En France, le site d’annonces classées le plus connu et plus fréquenté est évidemment Leboncoin, qui fait partie des 10 sites web les plus visités en France, toutes catégories confondues. Lancé en 2006, Leboncoin est rapidement devenu un phénomène de société. C’est à partir de 2010-2011 que la section emploi du site, bénéficiant de l’audience très importante de l’ensemble du site, commence à être présentée dans la presse spécialisée RH puis généraliste comme un support concurrent des job boards, mais également du site de Pôle emploi. Sa section emploi est aujourd’hui le troisième site emploi en France en termes d’audience, après Pôle emploi et Indeed (elle a même occupé la seconde position jusque récemment et reste très proche

du second - Indeed). Nous consacrerons cette partie principalement à cet acteur en raison de sa position exceptionnelle sur le marché du travail en ligne, non seulement en termes d’audience, mais également en termes de stratégie : jusqu’à présent, il s’est tenu totalement à l’écart des dynamiques écologiques observées autour de la circulation des offres d’emploi. Par ailleurs, rares sont les acteurs de ce type ayant connu en France un développement important dans le domaine de l’emploi. On ne peut guère citer que Vivastreet, dont la section emploi se situe parmi les 15 premiers sites emploi français les plus visités. Nous évoquerons ce cas en contrepoint du Bon Coin, dans la mesure où sa stratégie est radicalement différente en ce qui concerne sa relation aux autres intermédiaires du marché du travail en ligne.

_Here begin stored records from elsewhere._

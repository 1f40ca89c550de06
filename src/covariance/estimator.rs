//! Covariance estimation with model selection and explicit rank.
//!
//! Pipeline:
//! 1. Crop every window to the requested time range
//! 2. Scale channels by their unit scale so kinds share one order of magnitude
//! 3. Accumulate the empirical covariance window by window (Welford / Chan)
//! 4. Decide the rank with the configured [`RankMode`]
//! 5. Fit each candidate method inside the rank subspace
//! 6. With several candidates, keep the best held-out log-likelihood
//! 7. Undo the channel scaling

#[cfg(feature = "parallel")]
use rayon::prelude::*;

use crate::config::Config;
use crate::epochs::EpochSet;
use crate::error::{Error, Result};
use crate::linalg::{eigh_desc, scale_symmetric};
use crate::sensor::SensorSpace;
use crate::thread_pool;
use crate::types::Matrix;

use super::cross_validation::{gaussian_log_likelihood, kfold_splits};
use super::matrix::{CovarianceMatrix, CovarianceMethod};
use super::rank::{estimate_rank, RankEstimate, RankMode};
use super::shrinkage::{diagonal_loading, ledoit_wolf};
use super::welford::WelfordCovariance;

/// Estimates regularized channel covariances from multichannel windows.
///
/// # Example
///
/// ```ignore
/// use meg_inverse::covariance::{CovarianceEstimator, CovarianceMethod, RankMode};
///
/// let noise_cov = CovarianceEstimator::new().estimate(
///     &epochs,
///     (None, Some(0.0)),
///     &[CovarianceMethod::Empirical, CovarianceMethod::LedoitWolf],
///     &RankMode::Auto,
/// )?;
/// ```
#[derive(Debug, Clone, Default)]
pub struct CovarianceEstimator {
    config: Config,
}

/// Windows of one training or evaluation split, already unit-scaled.
struct Split<'a> {
    windows: Vec<&'a Matrix>,
    acc: WelfordCovariance,
}

impl<'a> Split<'a> {
    fn new(windows: Vec<&'a Matrix>, n_channels: usize) -> Self {
        let acc = accumulate(&windows, n_channels);
        Self { windows, acc }
    }

    /// All samples side by side, centered on the split mean.
    fn centered_samples(&self) -> Matrix {
        let n_channels = self.acc.mean().len();
        let total: usize = self.windows.iter().map(|w| w.ncols()).sum();
        let mut out = Matrix::zeros(n_channels, total);
        let mut offset = 0;
        for w in &self.windows {
            out.columns_mut(offset, w.ncols()).copy_from(*w);
            offset += w.ncols();
        }
        for mut col in out.column_iter_mut() {
            col -= self.acc.mean();
        }
        out
    }
}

Alors que les grands job boards demeurent marqués par une prédominance des offres d’emploi destinées aux cadres, les sites d’annonces classés sont au contraire très fortement orientés vers l’emploi non-cadre et les « petits-boulots ». Ils présentent par ailleurs la caractéristique de peu structurer les annonces en amont. C’est en particulier le cas du Bon Coin, qui revendique pour l’ensemble du site une catégorisation minimale et « bottom-up » : dans un contexte où environ 90 % des requêtes s’appuieraient sur les mots-clés recherchés en plein texte, la volonté des responsables du site est de limiter la taille des référentiels et de les revoir régulièrement en fonction des requêtes les plus populaires.